Senior PA official denies Saudis gave Abbas ultimatum on US peace plan

Palestinian leader was reportedly told by Riyadh to accept American proposal when it comes, or resign

Dov Lieber is a former Times of Israel Arab affairs correspondent.

Palestinian Authority President Mahmoud Abbas (left) meets with Saudi King Salman in Riyadh on November 7, 2017. (Thaer Ghanaim/Wafa)
Palestinian Authority President Mahmoud Abbas (left) meets with Saudi King Salman in Riyadh on November 7, 2017. (Thaer Ghanaim/Wafa)

A senior Palestinian official on Monday denied a report that Palestinian Authority President Mahmoud Abbas has been told by Saudi Arabia to either accept an Israeli-Palestinian peace deal being put together by the Trump administration or resign from office.

Asked directly about the alleged ultimatum reported by Israel’s Channel 10 News on Sunday, Ahmad Majdalani, a confidant of Abbas, told The Times of Israel, “The Channel 10 report is fabricated, false and untrue.”

A week ago Abbas was unexpectedly called to Riyadh by the office of the powerful Crown Prince Mohammed Bin Salman, and held a meeting both with the heir to the throne and a separate meeting with Saudi King Salman.

Channel 10 reported the Saudis told Abbas to “accept Trump’s peace plan [when it is presented] or quit.”

Palestinian Authority President Mahmoud Abbas meets with Saudi King Salman in Riyadh on November 7, 2017. (Thaer Ghanaim / Wafa)

A second senior Palestinian official, who was part of the delegation in Riyadh, told The Times of Israel on Monday that the meetings were “excellent and warm,” and that the two sides “exchanged views on the latest American administration’s efforts on peacemaking.”

When asked about the reported Saudi ultimatum to Abbas regarding a future US peace plan, this official simply responded, “There is no US proposed peace plan available yet.”

The Channel 10 report also said Abbas was ordered to keep away from any Iranian influence.

The Saudi authorities, according to the TV report, made clear that they were dismayed by media images of Hamas’s deputy political leader, Saleh al-Arouri, visiting Tehran in October. Arouri, a Hamas terror chief, was the Hamas signatory on a reconciliation deal with Abbas’s Fatah group signed in Cairo last month.

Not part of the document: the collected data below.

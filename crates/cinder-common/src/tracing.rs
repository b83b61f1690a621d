// Named trace sources handed out by `HostContext::get_trace`.

use cinder_sdk::TraceWriter;

/// Trace event severity level.
#[derive(Debug, Clone, Copy, PartialEq, Eq, PartialOrd, Ord)]
pub enum TraceEventType {
    Verbose,
    Information,
    Warning,
    Error,
}

impl std::fmt::Display for TraceEventType {
    fn fmt(&self, f: &mut std::fmt::Formatter<'_>) -> std::fmt::Result {
        match self {
            TraceEventType::Verbose => write!(f, "VERB"),
            TraceEventType::Information => write!(f, "INFO"),
            TraceEventType::Warning => write!(f, "WARN"),
            TraceEventType::Error => write!(f, "ERR "),
        }
    }
}

/// A per-component trace source.
///
/// Every message goes to the `tracing` subscriber with the component name
/// attached as a structured `component` field, so JSON logs can be filtered
/// by component.
#[derive(Debug, Clone)]
pub struct Tracing {
    name: String,
    level: TraceEventType,
}

impl Tracing {
    pub fn new(name: impl Into<String>, level: TraceEventType) -> Self {
        Self {
            name: name.into(),
            level,
        }
    }

    fn trace(&self, event_type: TraceEventType, message: &str) {
        if event_type < self.level {
            return;
        }

        let component = self.name.as_str();
        match event_type {
            TraceEventType::Error => tracing::error!(component, "{}", message),
            TraceEventType::Warning => tracing::warn!(component, "{}", message),
            TraceEventType::Information => tracing::info!(component, "{}", message),
            TraceEventType::Verbose => tracing::debug!(component, "{}", message),
        }
    }

    /// Get the name of this trace source.
    pub fn name(&self) -> &str {
        &self.name
    }

    /// Log an error and each of its causes.
    pub fn error_chain(&self, err: &anyhow::Error) {
        self.error(&err.to_string());
        for cause in err.chain().skip(1) {
            self.error(&format!("  caused by: {cause}"));
        }
    }
}

impl TraceWriter for Tracing {
    fn info(&self, message: &str) {
        self.trace(TraceEventType::Information, message);
    }

    fn verbose(&self, message: &str) {
        self.trace(TraceEventType::Verbose, message);
    }

    fn warning(&self, message: &str) {
        self.trace(TraceEventType::Warning, message);
    }

    fn error(&self, message: &str) {
        self.trace(TraceEventType::Error, message);
    }
}

/// Hands out trace sources that share one minimum level.
#[derive(Debug, Clone)]
pub struct TraceManager {
    level: TraceEventType,
}

impl Default for TraceManager {
    fn default() -> Self {
        Self {
            level: TraceEventType::Verbose,
        }
    }
}

impl TraceManager {
    pub fn with_level(level: TraceEventType) -> Self {
        Self { level }
    }

    /// Get (create) a named trace source.
    pub fn get(&self, name: &str) -> Tracing {
        Tracing::new(name, self.level)
    }
}

#[cfg(test)]
mod tests {
    use super::*;

    #[test]
    fn trace_manager_names_sources() {
        let manager = TraceManager::with_level(TraceEventType::Warning);
        let trace = manager.get("JobExecutor");
        assert_eq!(trace.name(), "JobExecutor");
        // Below-threshold messages are dropped without panicking.
        trace.verbose("ignored");
        trace.warning("kept");
    }

    #[test]
    fn severity_is_ordered() {
        assert!(TraceEventType::Verbose < TraceEventType::Information);
        assert!(TraceEventType::Warning < TraceEventType::Error);
        assert_eq!(TraceEventType::Error.to_string(), "ERR ");
    }
}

However, the PA official who was in the talks said Monday that the issue of Hamas’s relationship with Iran and the Iranian-backed Lebanese militia Hezbollah “were not discussed” with the Saudi leaders.

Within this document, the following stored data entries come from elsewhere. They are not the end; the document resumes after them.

use super::{CacheEntry, CacheError, CacheKey, CacheStore, Snapshot};
use async_trait::async_trait;
use chrono::{DateTime, Utc};
use std::io::Write;
use std::path::{Path, PathBuf};

const BLOB_EXTENSION: &str = "tar.gz";

/// One blob per key under a directory.
///
/// Writes go to a temp file in the same directory and are renamed into
/// place, so readers only ever see complete blobs. Distinct keys share no
/// lock; concurrent writers of the same key race and the last rename wins.
#[derive(Debug, Clone)]
pub struct FileCacheStore {
    root: PathBuf,
}

impl FileCacheStore {
    pub fn new(root: impl Into<PathBuf>) -> Self {
        Self { root: root.into() }
    }

    pub fn root(&self) -> &Path {
        &self.root
    }

    fn blob_path(&self, key: &CacheKey) -> PathBuf {
        self.root.join(format!("{}.{}", key.as_str(), BLOB_EXTENSION))
    }
}

#[async_trait]
impl CacheStore for FileCacheStore {
    async fn get(&self, key: &CacheKey) -> Result<Option<CacheEntry>, CacheError> {
        let path = self.blob_path(key);
        let key = key.clone();
        tokio::task::spawn_blocking(move || {
            let bytes = match std::fs::read(&path) {
                Ok(b) => b,
                Err(e) if e.kind() == std::io::ErrorKind::NotFound => return Ok(None),
                Err(e) => return Err(CacheError::io(&path, e)),
            };
            let created_at = std::fs::metadata(&path)
                .and_then(|m| m.modified())
                .map(DateTime::<Utc>::from)
                .unwrap_or_else(|_| Utc::now());
            Ok(Some(CacheEntry {
                key,
                snapshot: Snapshot::from_bytes(bytes),
                created_at,
            }))
        })
        .await?
    }

    async fn put(&self, key: &CacheKey, snapshot: Snapshot) -> Result<(), CacheError> {
        let root = self.root.clone();
        let path = self.blob_path(key);
        tokio::task::spawn_blocking(move || {
            std::fs::create_dir_all(&root).map_err(|e| CacheError::io(&root, e))?;
            let mut temp =
                tempfile::NamedTempFile::new_in(&root).map_err(|e| CacheError::io(&root, e))?;
            temp.write_all(snapshot.as_bytes())
                .and_then(|_| temp.as_file().sync_all())
                .map_err(|e| CacheError::io(temp.path(), e))?;
            temp.persist(&path)
                .map_err(|e| CacheError::io(&path, e.error))?;
            Ok(())
        })
        .await?
    }

    fn name(&self) -> &'static str {
        "file"
    }
}

#[cfg(test)]
mod tests {
    use super::*;
    use std::collections::BTreeMap;
    use std::sync::Arc;

    fn key(job: &str) -> CacheKey {
        CacheKey::derive(job, "stable", &BTreeMap::new())
    }

    #[tokio::test]
    async fn miss_is_not_an_error() {
        let dir = tempfile::tempdir().unwrap();
        let store = FileCacheStore::new(dir.path().join("cache"));
        assert!(store.get(&key("check")).await.unwrap().is_none());
    }

    #[tokio::test]
    async fn put_then_get_returns_blob() {
        let dir = tempfile::tempdir().unwrap();
        let store = FileCacheStore::new(dir.path().join("cache"));
        store
            .put(&key("check"), Snapshot::from_bytes(b"blob".to_vec()))
            .await
            .unwrap();

        let entry = store.get(&key("check")).await.unwrap().unwrap();
        assert_eq!(entry.key, key("check"));
        assert_eq!(entry.snapshot.as_bytes(), b"blob");
        assert!(entry.created_at <= Utc::now());
        assert!(store.get(&key("docs")).await.unwrap().is_none());

        // No temp files left behind.
        let files: Vec<_> = std::fs::read_dir(store.root()).unwrap().collect();
        assert_eq!(files.len(), 1);
    }

    #[tokio::test]
    async fn concurrent_writers_leave_one_complete_blob() {
        let dir = tempfile::tempdir().unwrap();
        let store = Arc::new(FileCacheStore::new(dir.path()));
        let mut handles = Vec::new();
        for i in 0..8u8 {
            let shared = store.clone();
            handles.push(tokio::spawn(async move {
                shared
                    .put(&key("tests"), Snapshot::from_bytes(vec![i; 4096]))
                    .await
            }));
            let own = store.clone();
            handles.push(tokio::spawn(async move {
                own
                    .put(&key(&format!("job{i}")), Snapshot::from_bytes(vec![i; 16]))
                    .await
            }));
        }
        for handle in handles {
            handle.await.unwrap().unwrap();
        }

        let entry = store.get(&key("tests")).await.unwrap().unwrap();
        let bytes = entry.snapshot.as_bytes();
        assert_eq!(bytes.len(), 4096);
        assert!(bytes.iter().all(|b| *b == bytes[0]));
        for i in 0..8u8 {
            let other = store.get(&key(&format!("job{i}"))).await.unwrap().unwrap();
            assert_eq!(other.snapshot.as_bytes(), &[i; 16]);
        }
    }
}
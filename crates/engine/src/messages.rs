//! Message and record types flowing between transport, store, and engine.

use flowbot_core::SessionData;

/// Transport-level chat identifier.
pub type ChatId = i64;

/// A raw message from a chat participant.
#[derive(Clone, Debug, PartialEq)]
pub struct InboundMessage {
    pub chat_id: ChatId,
    pub text: String,
}

/// What a turn sends back: zero or more messages, plus the valid choices
/// when the conversation is parked on a constrained input.
#[derive(Clone, Debug, PartialEq)]
pub struct OutboundMessage {
    pub chat_id: ChatId,
    pub messages: Vec<String>,
    pub choices: Vec<String>,
}

/// Where a chat is parked between turns: the id of the state awaiting
/// input and the accumulated session data.
#[derive(Clone, Debug, PartialEq)]
pub struct MemoryRecord {
    pub state_id: String,
    pub session: SessionData,
}

impl MemoryRecord {
    pub fn new(state_id: impl Into<String>) -> Self {
        MemoryRecord { state_id: state_id.into(), session: SessionData::new() }
    }
}

/// The verdict on one piece of raw input against the parked state's
/// expected values.
#[derive(Clone, Debug, PartialEq)]
pub struct InputCheck {
    pub valid: bool,
    pub message: String,
    pub choices: Vec<String>,
}

impl InputCheck {
    pub fn valid() -> Self {
        InputCheck { valid: true, message: String::new(), choices: Vec::new() }
    }

    pub fn mismatch(message: impl Into<String>, choices: Vec<String>) -> Self {
        InputCheck { valid: false, message: message.into(), choices }
    }
}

This official did say, however, that the Saudis “fully supported” Abbas’s positions regarding the peace process, as well as the PA leader’s stance on Palestinian reconciliation.

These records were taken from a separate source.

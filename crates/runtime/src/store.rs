//! In-memory conversation store.

use std::collections::HashMap;

use flowbot_engine::{ChatId, MemoryRecord};
use tokio::sync::Mutex;

/// Holds the record each active chat is parked on. A chat with no record
/// starts fresh from the given start state; reaching the end of a
/// conversation removes the record, so the next message starts over.
#[derive(Debug, Default)]
pub struct MemoryStore {
    records: Mutex<HashMap<ChatId, MemoryRecord>>,
}

impl MemoryStore {
    pub fn new() -> Self {
        Self::default()
    }

    pub async fn load_or_start(&self, chat_id: ChatId, start_id: &str) -> MemoryRecord {
        let records = self.records.lock().await;
        records.get(&chat_id).cloned().unwrap_or_else(|| MemoryRecord::new(start_id))
    }

    pub async fn save(&self, chat_id: ChatId, record: MemoryRecord) {
        self.records.lock().await.insert(chat_id, record);
    }

    pub async fn evict(&self, chat_id: ChatId) {
        self.records.lock().await.remove(&chat_id);
    }

    pub async fn len(&self) -> usize {
        self.records.lock().await.len()
    }

    pub async fn is_empty(&self) -> bool {
        self.records.lock().await.is_empty()
    }
}
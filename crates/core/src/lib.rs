//! Core domain model for the bot engine: state definitions, the validated
//! conversation graph, per-chat session data, and placeholder templating.

pub mod config;
pub mod errors;
pub mod graph;
pub mod placeholders;
pub mod session;
pub mod sql;
pub mod state;

pub use config::{load_graph, parse_definition, BotDefinition, DefinitionError};
pub use errors::{ConfigError, ConfigParseError, GraphError};
pub use graph::ConversationGraph;
pub use session::{SessionData, SessionValue};
pub use state::{
    BotState, ExpectedValues, HttpHeaders, HttpMethod, HttpParam, HttpRequestDetails, Relationship,
};
use std::fs;
use std::path::Path;

use anyhow::Context;
use flowbot_core::{load_graph, BotState};

use super::CommandResult;

pub fn run(config: &Path) -> CommandResult {
    match check(config) {
        Ok(summary) => CommandResult { exit_code: 0, output: summary },
        Err(error) => {
            CommandResult { exit_code: 1, output: format!("invalid bot definition: {error:#}") }
        }
    }
}

fn check(config: &Path) -> anyhow::Result<String> {
    let document = fs::read_to_string(config)
        .with_context(|| format!("can't read bot definition at {}", config.display()))?;
    let graph = load_graph(&document)?;

    let waits = graph
        .states()
        .iter()
        .filter(|state| matches!(state, BotState::WaitForInput { .. }))
        .count();
    Ok(format!(
        "bot definition is valid: {} states ({} waiting for input), start '{}', end '{}'",
        graph.states().len(),
        waits,
        graph.start_state().id(),
        graph.end_state().id(),
    ))
}
pub mod chat;
pub mod validate;

#[derive(Debug, Clone)]
pub struct CommandResult {
    pub exit_code: u8,
    pub output: String,
}
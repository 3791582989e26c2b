//! sqlx-backed sql collaborator.

use std::collections::BTreeMap;
use std::time::Duration;

use async_trait::async_trait;
use flowbot_core::SessionValue;
use flowbot_engine::{ClientError, SqlClient};
use sqlx::sqlite::{SqlitePoolOptions, SqliteRow};
use sqlx::{Column, Row, SqlitePool};

pub type DbPool = SqlitePool;

pub async fn connect(database_url: &str) -> Result<DbPool, sqlx::Error> {
    connect_with_settings(database_url, 5, 30).await
}

pub async fn connect_with_settings(
    database_url: &str,
    max_connections: u32,
    timeout_secs: u64,
) -> Result<DbPool, sqlx::Error> {
    SqlitePoolOptions::new()
        .max_connections(max_connections.max(1))
        .acquire_timeout(Duration::from_secs(timeout_secs.max(1)))
        .after_connect(|conn, _meta| {
            Box::pin(async move {
                sqlx::query("PRAGMA foreign_keys = ON").execute(&mut *conn).await?;
                sqlx::query("PRAGMA busy_timeout = 5000").execute(&mut *conn).await?;
                Ok(())
            })
        })
        .connect(database_url)
        .await
}

/// Runs jdbc-read and jdbc-write statements against a sqlite pool.
#[derive(Clone)]
pub struct SqlxSqlClient {
    pool: DbPool,
}

impl SqlxSqlClient {
    pub fn new(pool: DbPool) -> Self {
        SqlxSqlClient { pool }
    }
}

#[async_trait]
impl SqlClient for SqlxSqlClient {
    async fn query_for_list(
        &self,
        sql: &str,
    ) -> Result<Vec<BTreeMap<String, SessionValue>>, ClientError> {
        let rows = sqlx::query(sql).fetch_all(&self.pool).await.map_err(ClientError::call)?;
        Ok(rows
            .iter()
            .map(|row| {
                row.columns()
                    .iter()
                    .map(|column| (column.name().to_owned(), decode(row, column.ordinal())))
                    .collect()
            })
            .collect())
    }

    async fn update(&self, sql: &str) -> Result<u64, ClientError> {
        let result = sqlx::query(sql).execute(&self.pool).await.map_err(ClientError::call)?;
        Ok(result.rows_affected())
    }
}

/// Sqlite is dynamically typed, so each cell is tried as an integer, then
/// a real, then falls back to its text form. Nulls decode to empty text.
fn decode(row: &SqliteRow, ordinal: usize) -> SessionValue {
    if let Ok(value) = row.try_get::<i64, _>(ordinal) {
        return SessionValue::from(value);
    }
    if let Ok(value) = row.try_get::<f64, _>(ordinal) {
        return match serde_json::Number::from_f64(value) {
            Some(number) => SessionValue::Number(number),
            None => SessionValue::Text(value.to_string()),
        };
    }
    row.try_get::<String, _>(ordinal)
        .map(SessionValue::Text)
        .unwrap_or_else(|_| SessionValue::Text(String::new()))
}
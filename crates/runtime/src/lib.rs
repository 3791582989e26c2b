//! The conversation runtime: the in-memory per-chat store and the router
//! that serializes each chat's turns onto its own worker.

pub mod router;
pub mod store;

pub use router::{ChatRouter, OutboundSink, TransportError, GENERIC_FAILURE_REPLY};
pub use store::MemoryStore;
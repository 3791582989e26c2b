//! `!{key}` placeholder handling for message texts, SQL queries, and HTTP
//! request components.

use std::collections::BTreeSet;
use std::sync::LazyLock;

use regex::{Captures, Regex};

use crate::session::SessionData;

static PLACEHOLDER: LazyLock<Regex> =
    LazyLock::new(|| Regex::new(r"!\{(.*?)\}").expect("placeholder pattern is valid"));

/// Lists the session keys referenced by `text`, in order of first
/// appearance, without duplicates.
pub fn extract_keys(text: &str) -> Vec<String> {
    let mut keys: Vec<String> = Vec::new();
    for captures in PLACEHOLDER.captures_iter(text) {
        let key = captures[1].to_string();
        if !keys.contains(&key) {
            keys.push(key);
        }
    }
    keys
}

/// Replaces every placeholder with the stringified session value for its
/// key. If any referenced key is absent the whole substitution fails and
/// the missing keys are reported together, sorted.
pub fn substitute(text: &str, session: &SessionData) -> Result<String, Vec<String>> {
    let mut missing: BTreeSet<String> = BTreeSet::new();
    let substituted = PLACEHOLDER.replace_all(text, |captures: &Captures| {
        let key = &captures[1];
        match session.get(key) {
            Some(value) => value.to_string(),
            None => {
                missing.insert(key.to_string());
                String::new()
            }
        }
    });

    if missing.is_empty() {
        Ok(substituted.into_owned())
    } else {
        Err(missing.into_iter().collect())
    }
}

/// Replaces every placeholder with a fixed token. Used to validate SQL and
/// URL shapes at construction time, before any session exists.
pub fn mask(text: &str, replacement: &str) -> String {
    PLACEHOLDER.replace_all(text, replacement).into_owned()
}
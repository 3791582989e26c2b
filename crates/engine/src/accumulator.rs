//! Turn-scoped accumulation of outputs and session mutations.

use flowbot_core::SessionData;

/// Collects what a run of states produces: outgoing messages in execution
/// order, the choices of the state the run parks on, and the session as
/// mutated along the way.
#[derive(Clone, Debug, Default, PartialEq)]
pub struct Accumulator {
    pub output_messages: Vec<String>,
    pub choices: Vec<String>,
    pub context: SessionData,
}

impl Accumulator {
    pub fn new(context: SessionData) -> Self {
        Accumulator { output_messages: Vec::new(), choices: Vec::new(), context }
    }

    /// Appends a message; empty texts are dropped rather than sent.
    pub fn push_message(&mut self, message: String) {
        if !message.is_empty() {
            self.output_messages.push(message);
        }
    }

    /// Replaces the current choices. An empty list leaves the previous
    /// choices in place so a branch without constraints can't erase them.
    pub fn set_choices(&mut self, choices: Vec<String>) {
        if !choices.is_empty() {
            self.choices = choices;
        }
    }
}
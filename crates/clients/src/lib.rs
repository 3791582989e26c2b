//! Concrete collaborator implementations: sqlite through sqlx and http
//! through reqwest.

pub mod http;
pub mod sql;

pub use http::ReqwestHttpClient;
pub use sql::{connect, connect_with_settings, DbPool, SqlxSqlClient};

Hamas operative Saleh al-Arouri (2nd-R) meets with Iranian official Hossein Amir Abdollahian (R) and other Hamas operatives in Lebanon on August 1, 2017. (Official Hamas media)

Under the deal it signed with the Hamas terror group, Fatah, which controls the PA, will retake governmental control of the Gaza Strip.

Abbas is demanding full security control in the coastal enclave, but Hamas says it wants to retain control of its weapons. Iran has said it will continue to back Hamas’s military.

Sunni Saudi Arabia has been flexing its muscles opposite Shiite Iran.

Last week, Lebanese prime minister Saad Hariri turned up in Riyadh, appearing on Saudi TV to announce his resignation and prompting rumors that he was being held against his will.

On Sunday night, Hariri gave his first TV interview, attacking Iran and its Hezbollah proxy, and claiming that he would return to Lebanon in the coming days to formally submit his resignation to Lebanese President Michel Aoun.

The New York Times on Saturday reported the Trump administration has begun drafting an Israeli-Palestinian peace proposal based on a two-state solution.

A senior White House adviser said the plan would attempt to tackle controversial issues such as the status of Jerusalem and West Bank settlements.

Sue Surkes contributed to this report.